Wednesday 14 March 2007

The Conrad Trial

After assigning no-name junior reporters to cover the sensational Robert Pickton pig farm murders trial in Vancouver, we have to say congrats to Sun Media for its Conrad Black trial team in Chicago.

It is only a two-man delegation, but that is all you need when it is veteran reporter/columnist and Toronto Sun co-founder Peter Worthington with pen in hand and Sun photographer Dave Lucas.

Sun Media fumbled the ball big time when it refused to send a high-profile Toronto Sun reporter or columnist to Vancouver in January for the start of Pickton's trial. It called for a Michelle Mandell, a Mark Bonokoski, an Al Cairns, not unknowns.

The world was watching the high-profile Pickton murder trial in the deaths of 26 Vancouver-area women between 1997 and 2001 and Sun Media played it poorly. (The online CBC coverage has been far more enlightening.)

But the Sun did it right this time around, sending Peter to Chicago early to set the stage with columns about the fallen media mogul, his wife, Barbara Amiel, a former Toronto Sun editor, the legal team etc.

Mark Bonokoski added to the coverage with an amusing column Tuesday about rubbing shoulders and kibitzing with Barbara the newspaperwoman in the Sun newsroom and in Europe during his London bureau chief days.

And there was Mark being quoted Wednesday in the Chicago Tribune by media columnist Phil Rosenthal. Mark will also be interviewed on CTV during a repeat of the Conrad Black TV movie this Monday night at 9.

Peter and the Toronto Sun also got a mention in David Frum's Diary on National Review Online in the U.S., David Frum being a big booster of his father-in-law.
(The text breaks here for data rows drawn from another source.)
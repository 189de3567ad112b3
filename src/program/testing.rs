//! Fixtures for dispatcher unit tests.

use std::cell::Cell;

use super::*;

pub fn tokens(args: &[&str]) -> Vec<String> {
    args.iter().map(|s| s.to_string()).collect()
}

#[derive(Debug, Clone, Default, PartialEq)]
pub struct TestFlags {
    pub filters: Vec<String>,
    pub here: bool,
}

impl GlobalFlags for TestFlags {
    fn flags() -> Vec<Flag> {
        vec![
            Flag::value("for", "filter")
                .short('f')
                .long("for")
                .multiple()
                .usage("Filter repositories"),
            Flag::switch("here")
                .short('H')
                .long("here")
                .usage("Only the current repository"),
        ]
    }

    fn from_values(values: &FlagValues) -> Self {
        Self {
            filters: values.values("for").to_vec(),
            here: values.switch("here"),
        }
    }
}

#[derive(Debug, Clone, Copy, PartialEq, Eq)]
pub struct TestRequirement {
    pub allow_globals: bool,
}

impl TestRequirement {
    pub fn strict() -> Self {
        Self {
            allow_globals: false,
        }
    }

    pub fn permissive() -> Self {
        Self {
            allow_globals: true,
        }
    }
}

impl Requirement<TestFlags> for TestRequirement {
    fn allows_flag(&self, _flag: &Flag) -> bool {
        self.allow_globals
    }
}

/// Counts runs; refuses a runtime when the first positional is `fail-runtime`.
#[derive(Debug, Default)]
pub struct TestHost {
    pub runs: Cell<usize>,
}

impl Host for TestHost {
    type Flags = TestFlags;
    type Requirement = TestRequirement;
    type Runtime = ();

    fn runtime(&self, args: &HostArguments<Self>) -> Result<(), ProgramError> {
        match args.positionals.first().map(String::as_str) {
            Some("fail-runtime") => Err(ProgramError::Environment {
                message: "runtime refused".into(),
            }),
            _ => Ok(()),
        }
    }
}

#[derive(Debug, Default)]
pub struct ListCommand {
    pub long: bool,
    pub short: bool,
}

impl Command<TestHost> for ListCommand {
    fn description(&self) -> Description<TestRequirement> {
        Description::new("ls", "List things", TestRequirement::strict())
            .positional(Positional::new("PATH", 1, Some(2)))
    }

    fn flags(&self) -> Vec<Flag> {
        vec![
            Flag::switch("long").short('l').long("long"),
            Flag::switch("short").short('s').long("short"),
        ]
    }

    fn apply_flags(&mut self, values: &FlagValues) -> Result<(), ProgramError> {
        self.long = values.switch("long");
        self.short = values.switch("short");
        Ok(())
    }

    fn after_parse(&mut self) -> Result<(), ProgramError> {
        if self.long && self.short {
            return Err(ProgramError::PostParse {
                command: "ls".into(),
                message: "'--long' and '--short' are exclusive".into(),
                code: ExitCode::InvalidCommandArguments,
            });
        }
        Ok(())
    }

    fn run(&mut self, ctx: &mut Context<'_, TestHost>) -> Result<(), ProgramError> {
        let host = ctx.program.host();
        host.runs.set(host.runs.get() + 1);

        let mut parts = vec!["ls".to_string()];
        if self.long {
            parts.push("long".into());
        }
        parts.extend(ctx.positionals().iter().cloned());
        ctx.println(parts.join(" "))
    }
}

#[derive(Debug, Default)]
pub struct CloneCommand {
    pub shallow: bool,
}

impl Command<TestHost> for CloneCommand {
    fn description(&self) -> Description<TestRequirement> {
        Description::new("clone", "Clone things", TestRequirement::permissive())
            .positional(Positional::new("URL", 1, Some(2)))
    }

    fn flags(&self) -> Vec<Flag> {
        vec![Flag::switch("shallow").long("shallow")]
    }

    fn apply_flags(&mut self, values: &FlagValues) -> Result<(), ProgramError> {
        self.shallow = values.switch("shallow");
        Ok(())
    }

    fn run(&mut self, ctx: &mut Context<'_, TestHost>) -> Result<(), ProgramError> {
        let host = ctx.program.host();
        host.runs.set(host.runs.get() + 1);
        Ok(())
    }
}

pub fn program() -> Program<TestHost> {
    let mut program = Program::new(
        TestHost::default(),
        Info {
            executable: "prog".into(),
            version: "1.0".into(),
            description: "A test program".into(),
        },
    )
    .unwrap();
    program.register(ListCommand::default).unwrap();
    program.register(CloneCommand::default).unwrap();
    program
        .register_alias(Alias::new("quick", "clone").args(["--shallow"]))
        .unwrap();
    program.register_keyword(Keyword::help()).unwrap();
    program.register_keyword(Keyword::version()).unwrap();
    program
}

/// Run `argv` against [`program`]: exit code, stdout, stderr and run count.
pub fn run(argv: &[&str]) -> (ExitCode, String, String, usize) {
    let program = program();
    let out = Buffer::new();
    let err = Buffer::new();
    let mut io = Io::new(out.clone(), err.clone());
    let code = program.main(&mut io, &tokens(argv));
    (code, out.contents(), err.contents(), program.host().runs.get())
}
//! where command - print the local path of a url

use crate::env::{requirements, EnvRequirement, Ggman};
use crate::program::{Command, Context, Description, Positional, ProgramError};

use super::parse_url;

/// `ggman where URL`
#[derive(Debug, Default)]
pub struct WhereCommand;

impl Command<Ggman> for WhereCommand {
    fn description(&self) -> Description<EnvRequirement> {
        Description::new(
            "where",
            "Print the location where a repository would be cloned to",
            requirements::NONE,
        )
        .positional(Positional::exactly("URL", 1).usage("URL of the repository"))
    }

    fn run(&mut self, ctx: &mut Context<'_, Ggman>) -> Result<(), ProgramError> {
        let url = parse_url(&ctx.positionals()[0])?;
        let local = ctx.runtime.local(&url);
        ctx.println(local.display())
    }
}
At a time when most of the news coming out of 333 King Street East is negative, it is refreshing to see the Toronto Sun in a more positive spotlight.

Leave the pros to what they do best - and the resources to do it properly - and you won't have to worry about losing the interest of readers.

1 comment:

  1. Typical baby boomer arrogance.

    1) "No-name junior reporter." Well, everyone had to start somewhere.

    2) No one under Peter Worthington's age gives a damn about the Conrad Black story. A billionaire accused of misleading millionaires -- yawn.